Reclusive North Korean leader Kim Jong-Il held talks with President Hu Jintao Monday centred on nuclear issues days after the United States cited intelligence that Pyongyang had atomic bombs, reports said.
Kim and a 30 to 40-strong entourage arrived for the unannounced four-day visit to the Chinese capital by train amid tight security, disembarking ahead of Beijing Station for security reasons, South Korea's Yonhap news agency said.
The agency said the talks took place over lunch at Zhongnanhai, the residence of China's top leaders, and focused on the nuclear stand-off, China's economic assistance to the North and the Stalinist state's economic reform.
Hu briefed Kim on Washington's position on the nuclear issue following his meeting last week in China with US Vice President Dick Cheney, and listened to Kim's ideas on how to end the dispute, unnamed sources were cited as saying.
China declined to confirm the visit, saying it had "no official information".
North Korean embassy staff also refused to confirm Kim was in Beijing.

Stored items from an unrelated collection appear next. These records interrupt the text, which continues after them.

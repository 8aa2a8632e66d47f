//! Path building for Canvas2dContext.

use super::Canvas2dContext;
use crate::geometry::ArcParams;
use tiny_skia::{PathBuilder, PathSegment};

impl Canvas2dContext {
    /// Discard the current path.
    pub fn begin_path(&mut self) {
        log::debug!(target: "canvas", "beginPath");
        self.path = PathBuilder::new();
        self.current = None;
    }

    /// Start a new subpath at `(x, y)`.
    pub fn move_to(&mut self, x: f32, y: f32) {
        log::debug!(target: "canvas", "moveTo {} {}", x, y);
        self.path.move_to(x, y);
        self.current = Some((x, y));
        self.subpath_start = (x, y);
    }

    /// Add a straight segment to `(x, y)`. Without a current point this
    /// behaves like `move_to`.
    pub fn line_to(&mut self, x: f32, y: f32) {
        log::debug!(target: "canvas", "lineTo {} {}", x, y);
        if self.current.is_none() {
            self.move_to(x, y);
            return;
        }
        self.path.line_to(x, y);
        self.current = Some((x, y));
    }

    /// Add an arc. A straight segment joins the current point, if any, to the
    /// start of the arc.
    pub fn arc(&mut self, params: &ArcParams) {
        log::debug!(
            target: "canvas",
            "arc {} {} r={} {}..{}",
            params.x, params.y, params.radius, params.start_angle, params.end_angle
        );
        let mut builder = PathBuilder::new();
        crate::arc::arc(&mut builder, params);
        let Some(arc) = builder.finish() else {
            return;
        };

        let mut first = true;
        for segment in arc.segments() {
            match segment {
                PathSegment::MoveTo(p) if first && self.current.is_some() => {
                    self.path.line_to(p.x, p.y);
                }
                PathSegment::MoveTo(p) => {
                    self.path.move_to(p.x, p.y);
                    self.subpath_start = (p.x, p.y);
                }
                PathSegment::LineTo(p) => self.path.line_to(p.x, p.y),
                PathSegment::QuadTo(c, p) => self.path.quad_to(c.x, c.y, p.x, p.y),
                PathSegment::CubicTo(c1, c2, p) => {
                    self.path.cubic_to(c1.x, c1.y, c2.x, c2.y, p.x, p.y)
                }
                PathSegment::Close => {
                    self.path.close();
                    self.current = Some(self.subpath_start);
                    continue;
                }
            }
            first = false;
            self.current = arc_end(segment);
        }
    }

    /// The last point of the current path, if any.
    pub fn current_point(&self) -> Option<(f32, f32)> {
        self.current
    }
}

fn arc_end(segment: PathSegment) -> Option<(f32, f32)> {
    match segment {
        PathSegment::MoveTo(p)
        | PathSegment::LineTo(p)
        | PathSegment::QuadTo(_, p)
        | PathSegment::CubicTo(_, _, p) => Some((p.x, p.y)),
        PathSegment::Close => None,
    }
}
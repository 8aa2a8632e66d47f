//! Raster drawing surface implementing the stroke subset of the Canvas 2D API.
//!
//! This crate provides the pixel target the turtle engine draws onto. It
//! mirrors the browser canvas semantics that matter for turtle drawings:
//! - `tiny-skia` for anti-aliased path stroking into a premultiplied pixmap
//! - straight-alpha RGBA readback through [`Canvas2dContext::get_image_data`]
//! - PNG import and export through the `png` crate
//!
//! # Example
//!
//! ```rust,ignore
//! use turtle_check_canvas2d::Canvas2dContext;
//!
//! let mut ctx = Canvas2dContext::new(400, 300)?;
//! ctx.set_stroke_style("#ff0000")?;
//! ctx.begin_path();
//! ctx.move_to(10.0, 10.0);
//! ctx.line_to(100.0, 50.0);
//! ctx.stroke();
//! let png_data = ctx.to_png(None)?;
//! ```

mod arc;
mod context;
mod drawing_state;
mod error;
mod geometry;

// Re-export public API
pub use context::image_ops::{decode_png, encode_png, DecodedImage};
pub use context::Canvas2dContext;
pub use drawing_state::{DrawingState, StrokeStyle};
pub use error::{Canvas2dError, Canvas2dResult};
pub use geometry::{ArcParams, CanvasColor};
//! Immutable pixel copies of a drawing surface.

use crate::error::ExtractionError;
use std::fmt;
use std::sync::Arc;
use turtle_check_canvas2d::{decode_png, encode_png, Canvas2dContext};

/// A captured RGBA raster: straight alpha, row-major, 4 bytes per pixel.
///
/// The buffer is a copy of the surface at capture time and is shared between
/// clones.
#[derive(Clone, PartialEq, Eq)]
pub struct PixelSnapshot {
    width: u32,
    height: u32,
    data: Arc<[u8]>,
}

impl fmt::Debug for PixelSnapshot {
    fn fmt(&self, f: &mut fmt::Formatter<'_>) -> fmt::Result {
        f.debug_struct("PixelSnapshot")
            .field("width", &self.width)
            .field("height", &self.height)
            .field("len", &self.data.len())
            .finish()
    }
}

/// Copy every pixel of `surface`.
pub fn capture(surface: &Canvas2dContext) -> Result<PixelSnapshot, ExtractionError> {
    let (width, height) = (surface.width(), surface.height());
    log::debug!(target: "turtle", "capture {width}x{height}");
    PixelSnapshot::from_rgba(width, height, surface.get_image_data(0, 0, width, height))
}

impl PixelSnapshot {
    /// Wrap straight-alpha RGBA bytes.
    ///
    /// `data` must hold exactly `width * height * 4` bytes and the area must be
    /// non-zero.
    pub fn from_rgba(width: u32, height: u32, data: Vec<u8>) -> Result<Self, ExtractionError> {
        if width == 0 || height == 0 {
            return Err(ExtractionError::ZeroArea { width, height });
        }
        let expected = width as usize * height as usize * 4;
        if data.len() != expected {
            return Err(ExtractionError::BufferSize {
                expected,
                actual: data.len(),
            });
        }
        Ok(Self {
            width,
            height,
            data: data.into(),
        })
    }

    /// Decode a PNG image. Non-RGBA layouts are expanded to RGBA8.
    pub fn from_png(bytes: &[u8]) -> Result<Self, ExtractionError> {
        let image = decode_png(bytes)?;
        Self::from_rgba(image.width, image.height, image.data)
    }

    /// Encode as a lossless RGBA8 PNG.
    pub fn to_png(&self) -> Result<Vec<u8>, ExtractionError> {
        Ok(encode_png(&self.data, self.width, self.height, None)?)
    }

    pub fn width(&self) -> u32 {
        self.width
    }

    pub fn height(&self) -> u32 {
        self.height
    }

    /// Number of bytes in the buffer.
    pub fn len(&self) -> usize {
        self.data.len()
    }

    /// Always false; a snapshot has at least one pixel.
    pub fn is_empty(&self) -> bool {
        self.data.is_empty()
    }

    pub fn as_bytes(&self) -> &[u8] {
        &self.data
    }

    /// The RGBA value at `(x, y)`, or `None` outside the raster.
    pub fn pixel(&self, x: u32, y: u32) -> Option<[u8; 4]> {
        if x >= self.width || y >= self.height {
            return None;
        }
        let idx = (y as usize * self.width as usize + x as usize) * 4;
        let mut px = [0u8; 4];
        px.copy_from_slice(&self.data[idx..idx + 4]);
        Some(px)
    }

    pub fn alpha(&self, x: u32, y: u32) -> Option<u8> {
        self.pixel(x, y).map(|px| px[3])
    }

    /// Alpha bytes in row-major order.
    pub fn alphas(&self) -> impl Iterator<Item = u8> + '_ {
        self.data.chunks_exact(4).map(|px| px[3])
    }

    /// Number of pixels with non-zero alpha.
    pub fn painted_pixels(&self) -> usize {
        self.alphas().filter(|&a| a > 0).count()
    }
}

Japanese leaders, including Prime Minister Junichiro Koizumi, were tight-lipped about the reports of Kim's unannounced trip.
"Neither the Chinese side nor the North Korean side has made any announcement. I'd better not say this or that at a time when it is not confirmed," he told reporters at his official residence late Monday.
There was no special security in place outside the North Korean embassy, with the usual two guards at the entrance, who also denied any knowledge of Kim's visit.
Analysts said Kim would try and persuade China to stay on-side in its long-running spat with the United States over its nuclear weapons programs.
"North Korea will want to persuade China to stay onside and on message," said Paul Harris, an expert in north Asian issues at Hong Kong's Lingnan University.
"Kim also wants more economic aid, but most of all he wants to persuade China that there can be a compromise without resorting to America's demands."
Washington demands the complete, verifiable, and irreversible dismantling of North Korea's nuclear programs, both plutonium and enriched uranium schemes, before it will offer concessions to the impoverished state.
Pyongyang's rulers deny they have a uranium-based program.
For its part, China will want a commitment from North Korea that it will not resort to any radical actions.
"I suspect China will say to Kim - how many bombs do you have? This is China's main concern. It doesn't want the nuclear issue out of hand and an arms race in Asia," said Harris.
A new round of talks is scheduled to take place before the end of June. Kim last visited China in January 2001 on a trip that included a tour of Shanghai's stock exchange. On that trip and a later trip to Russia in 2002, the reclusive leader travelled by train.
It is his third visit to China, the North's closest ally, as leader of the isolated regime.